**EXERCISE REQUIREMENTS:**
Please give the data again in full, precisely as it is written.

□ □ □

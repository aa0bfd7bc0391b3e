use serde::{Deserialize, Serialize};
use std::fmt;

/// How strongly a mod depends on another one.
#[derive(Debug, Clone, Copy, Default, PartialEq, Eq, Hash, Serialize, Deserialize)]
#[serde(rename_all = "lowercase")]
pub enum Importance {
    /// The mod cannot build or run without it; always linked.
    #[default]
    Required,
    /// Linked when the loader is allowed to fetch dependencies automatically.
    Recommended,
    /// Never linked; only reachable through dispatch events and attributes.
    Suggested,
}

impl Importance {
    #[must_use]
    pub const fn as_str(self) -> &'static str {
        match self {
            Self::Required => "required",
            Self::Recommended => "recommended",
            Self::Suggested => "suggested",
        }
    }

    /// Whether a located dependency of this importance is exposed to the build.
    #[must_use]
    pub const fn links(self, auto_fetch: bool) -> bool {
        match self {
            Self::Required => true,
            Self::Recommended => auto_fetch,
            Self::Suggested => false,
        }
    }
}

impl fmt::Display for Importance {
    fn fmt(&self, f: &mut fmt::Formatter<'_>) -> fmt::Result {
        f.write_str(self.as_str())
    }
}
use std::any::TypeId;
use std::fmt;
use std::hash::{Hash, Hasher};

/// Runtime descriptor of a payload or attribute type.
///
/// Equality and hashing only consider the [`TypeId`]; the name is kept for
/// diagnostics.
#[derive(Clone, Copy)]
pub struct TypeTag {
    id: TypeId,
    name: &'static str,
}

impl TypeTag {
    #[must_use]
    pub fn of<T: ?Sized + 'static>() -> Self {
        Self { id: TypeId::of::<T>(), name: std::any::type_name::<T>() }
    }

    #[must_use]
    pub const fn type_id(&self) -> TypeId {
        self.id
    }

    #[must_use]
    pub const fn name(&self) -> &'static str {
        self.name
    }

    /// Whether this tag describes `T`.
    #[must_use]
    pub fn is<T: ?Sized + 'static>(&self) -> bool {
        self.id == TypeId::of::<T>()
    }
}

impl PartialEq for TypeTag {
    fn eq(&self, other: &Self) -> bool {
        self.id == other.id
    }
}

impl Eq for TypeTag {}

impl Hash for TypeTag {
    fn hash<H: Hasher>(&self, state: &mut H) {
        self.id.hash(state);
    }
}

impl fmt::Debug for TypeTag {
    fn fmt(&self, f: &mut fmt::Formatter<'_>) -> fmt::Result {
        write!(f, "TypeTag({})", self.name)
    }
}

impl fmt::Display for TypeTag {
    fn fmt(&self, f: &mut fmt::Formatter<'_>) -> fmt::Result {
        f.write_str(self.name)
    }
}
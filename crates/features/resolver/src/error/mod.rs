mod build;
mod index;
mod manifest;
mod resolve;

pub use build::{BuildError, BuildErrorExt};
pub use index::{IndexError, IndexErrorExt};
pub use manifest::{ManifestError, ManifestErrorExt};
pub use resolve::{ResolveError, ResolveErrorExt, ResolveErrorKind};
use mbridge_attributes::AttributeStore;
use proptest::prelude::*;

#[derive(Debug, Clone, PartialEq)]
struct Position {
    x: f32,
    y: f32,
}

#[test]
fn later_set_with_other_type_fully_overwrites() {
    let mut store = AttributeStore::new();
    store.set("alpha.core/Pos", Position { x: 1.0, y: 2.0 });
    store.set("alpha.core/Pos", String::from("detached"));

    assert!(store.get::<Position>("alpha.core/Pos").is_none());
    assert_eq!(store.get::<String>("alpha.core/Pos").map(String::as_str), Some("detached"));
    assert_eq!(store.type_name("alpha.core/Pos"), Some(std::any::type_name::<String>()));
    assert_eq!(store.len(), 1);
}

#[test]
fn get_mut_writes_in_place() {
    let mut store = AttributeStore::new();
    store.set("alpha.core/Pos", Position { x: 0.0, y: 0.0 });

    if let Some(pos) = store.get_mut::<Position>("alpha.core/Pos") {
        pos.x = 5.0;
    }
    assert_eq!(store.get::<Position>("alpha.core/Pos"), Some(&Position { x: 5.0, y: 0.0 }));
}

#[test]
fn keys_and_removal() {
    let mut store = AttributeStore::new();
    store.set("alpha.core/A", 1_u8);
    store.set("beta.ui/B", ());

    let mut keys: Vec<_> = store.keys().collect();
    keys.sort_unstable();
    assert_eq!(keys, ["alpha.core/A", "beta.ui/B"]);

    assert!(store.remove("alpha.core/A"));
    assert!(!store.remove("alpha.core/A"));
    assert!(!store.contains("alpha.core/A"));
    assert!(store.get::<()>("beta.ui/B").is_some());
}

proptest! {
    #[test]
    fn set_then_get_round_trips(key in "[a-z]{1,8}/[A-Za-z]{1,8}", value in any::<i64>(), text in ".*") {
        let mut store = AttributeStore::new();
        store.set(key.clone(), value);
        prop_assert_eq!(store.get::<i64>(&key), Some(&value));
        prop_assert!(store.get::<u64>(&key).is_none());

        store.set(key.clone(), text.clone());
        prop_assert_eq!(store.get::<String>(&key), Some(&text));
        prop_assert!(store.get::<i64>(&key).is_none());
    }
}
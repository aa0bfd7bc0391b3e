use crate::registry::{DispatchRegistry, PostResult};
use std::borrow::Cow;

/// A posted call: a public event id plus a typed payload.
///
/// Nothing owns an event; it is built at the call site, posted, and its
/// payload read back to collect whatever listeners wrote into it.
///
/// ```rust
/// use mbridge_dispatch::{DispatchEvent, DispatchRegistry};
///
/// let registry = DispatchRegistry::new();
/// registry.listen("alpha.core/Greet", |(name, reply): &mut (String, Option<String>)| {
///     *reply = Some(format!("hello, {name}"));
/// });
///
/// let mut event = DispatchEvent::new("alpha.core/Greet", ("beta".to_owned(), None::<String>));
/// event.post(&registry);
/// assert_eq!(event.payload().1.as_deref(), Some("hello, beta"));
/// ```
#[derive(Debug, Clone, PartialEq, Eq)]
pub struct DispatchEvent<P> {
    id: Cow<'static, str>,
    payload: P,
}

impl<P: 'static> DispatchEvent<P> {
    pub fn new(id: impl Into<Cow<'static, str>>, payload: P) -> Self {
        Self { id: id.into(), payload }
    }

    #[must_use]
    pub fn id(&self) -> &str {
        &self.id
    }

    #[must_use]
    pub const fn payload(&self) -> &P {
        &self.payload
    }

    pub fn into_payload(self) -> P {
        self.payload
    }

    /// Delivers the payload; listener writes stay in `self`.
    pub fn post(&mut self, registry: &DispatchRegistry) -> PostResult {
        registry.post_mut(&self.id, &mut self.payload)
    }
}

□ □ □

**YOUR SOLUTION:**
repository aa0bfd7bc0391b3e
use serde::{Deserialize, Serialize};
use std::fmt;

/// How strongly a mod depends on another one.
#[derive(Debug, Clone, Copy, Default, PartialEq, Eq, Hash, Serialize, Deserialize)]
#[serde(rename_all = "lowercase")]
pub enum Importance {
    /// The mod cannot build or run without it; always linked.
    #[default]
    Required,
    /// Linked when the loader is allowed to fetch dependencies automatically.
    Recommended,
    /// Never linked; only reachable through dispatch events and attributes.
    Suggested,
}

impl Importance {
    #[must_use]
    pub const fn as_str(self) -> &'static str {
        match self {
            Self::Required => "required",
            Self::Recommended => "recommended",
            Self::Suggested => "suggested",
        }
    }

    /// Whether a located dependency of this importance is exposed to the build.
    #[must_use]
    pub const fn links(self, auto_fetch: bool) -> bool {
        match self {
            Self::Required => true,
            Self::Recommended => auto_fetch,
            Self::Suggested => false,
        }
    }
}

impl fmt::Display for Importance {
    fn fmt(&self, f: &mut fmt::Formatter<'_>) -> fmt::Result {
        f.write_str(self.as_str())
    }
}
use std::any::TypeId;
use std::fmt;
use std::hash::{Hash, Hasher};

/// Runtime descriptor of a payload or attribute type.
///
/// Equality and hashing only consider the [`TypeId`]; the name is kept for
/// diagnostics.
#[derive(Clone, Copy)]
pub struct TypeTag {
    id: TypeId,
    name: &'static str,
}

impl TypeTag {
    #[must_use]
    pub fn of<T: ?Sized + 'static>() -> Self {
        Self { id: TypeId::of::<T>(), name: std::any::type_name::<T>() }
    }

    #[must_use]
    pub const fn type_id(&self) -> TypeId {
        self.id
    }

    #[must_use]
    pub const fn name(&self) -> &'static str {
        self.name
    }

    /// Whether this tag describes `T`.
    #[must_use]
    pub fn is<T: ?Sized + 'static>(&self) -> bool {
        self.id == TypeId::of::<T>()
    }
}

impl PartialEq for TypeTag {
    fn eq(&self, other: &Self) -> bool {
        self.id == other.id
    }
}

impl Eq for TypeTag {}

impl Hash for TypeTag {
    fn hash<H: Hasher>(&self, state: &mut H) {
        self.id.hash(state);
    }
}

impl fmt::Debug for TypeTag {
    fn fmt(&self, f: &mut fmt::Formatter<'_>) -> fmt::Result {
        write!(f, "TypeTag({})", self.name)
    }
}

impl fmt::Display for TypeTag {
    fn fmt(&self, f: &mut fmt::Formatter<'_>) -> fmt::Result {
        f.write_str(self.name)
    }
}
filename crates/features/resolver/src/error/mod.rs
mod build;
mod index;
mod manifest;
mod resolve;

pub use build::{BuildError, BuildErrorExt};
pub use index::{IndexError, IndexErrorExt};
pub use manifest::{ManifestError, ManifestErrorExt};
pub use resolve::{ResolveError, ResolveErrorExt, ResolveErrorKind};
use mbridge_attributes::AttributeStore;
use proptest::prelude::*;

#[derive(Debug, Clone, PartialEq)]
struct Position {
    x: f32,
    y: f32,
}

#[test]
fn later_set_with_other_type_fully_overwrites() {
    let mut store = AttributeStore::new();
    store.set("alpha.core/Pos", Position { x: 1.0, y: 2.0 });
    store.set("alpha.core/Pos", String::from("detached"));

    assert!(store.get::<Position>("alpha.core/Pos").is_none());
    assert_eq!(store.get::<String>("alpha.core/Pos").map(String::as_str), Some("detached"));
    assert_eq!(store.type_name("alpha.core/Pos"), Some(std::any::type_name::<String>()));
    assert_eq!(store.len(), 1);
}

#[test]
fn get_mut_writes_in_place() {
    let mut store = AttributeStore::new();
    store.set("alpha.core/Pos", Position { x: 0.0, y: 0.0 });

    if let Some(pos) = store.get_mut::<Position>("alpha.core/Pos") {
        pos.x = 5.0;
    }
    assert_eq!(store.get::<Position>("alpha.core/Pos"), Some(&Position { x: 5.0, y: 0.0 }));
}

#[test]
fn keys_and_removal() {
    let mut store = AttributeStore::new();
    store.set("alpha.core/A", 1_u8);
    store.set("beta.ui/B", ());

    let mut keys: Vec<_> = store.keys().collect();
    keys.sort_unstable();
    assert_eq!(keys, ["alpha.core/A", "beta.ui/B"]);

    assert!(store.remove("alpha.core/A"));
    assert!(!store.remove("alpha.core/A"));
    assert!(!store.contains("alpha.core/A"));
    assert!(store.get::<()>("beta.ui/B").is_some());
}

proptest! {
    #[test]
    fn set_then_get_round_trips(key in "[a-z]{1,8}/[A-Za-z]{1,8}", value in any::<i64>(), text in ".*") {
        let mut store = AttributeStore::new();
        store.set(key.clone(), value);
        prop_assert_eq!(store.get::<i64>(&key), Some(&value));
        prop_assert!(store.get::<u64>(&key).is_none());

        store.set(key.clone(), text.clone());
        prop_assert_eq!(store.get::<String>(&key), Some(&text));
        prop_assert!(store.get::<i64>(&key).is_none());
    }
}
repository aa0bfd7bc0391b3e
use crate::registry::{DispatchRegistry, PostResult};
use std::borrow::Cow;

/// A posted call: a public event id plus a typed payload.
///
/// Nothing owns an event; it is built at the call site, posted, and its
/// payload read back to collect whatever listeners wrote into it.
///
/// ```rust
/// use mbridge_dispatch::{DispatchEvent, DispatchRegistry};
///
/// let registry = DispatchRegistry::new();
/// registry.listen("alpha.core/Greet", |(name, reply): &mut (String, Option<String>)| {
///     *reply = Some(format!("hello, {name}"));
/// });
///
/// let mut event = DispatchEvent::new("alpha.core/Greet", ("beta".to_owned(), None::<String>));
/// event.post(&registry);
/// assert_eq!(event.payload().1.as_deref(), Some("hello, beta"));
/// ```
#[derive(Debug, Clone, PartialEq, Eq)]
pub struct DispatchEvent<P> {
    id: Cow<'static, str>,
    payload: P,
}

impl<P: 'static> DispatchEvent<P> {
    pub fn new(id: impl Into<Cow<'static, str>>, payload: P) -> Self {
        Self { id: id.into(), payload }
    }

    #[must_use]
    pub fn id(&self) -> &str {
        &self.id
    }

    #[must_use]
    pub const fn payload(&self) -> &P {
        &self.payload
    }

    pub fn into_payload(self) -> P {
        self.payload
    }

    /// Delivers the payload; listener writes stay in `self`.
    pub fn post(&mut self, registry: &DispatchRegistry) -> PostResult {
        registry.post_mut(&self.id, &mut self.payload)
    }
}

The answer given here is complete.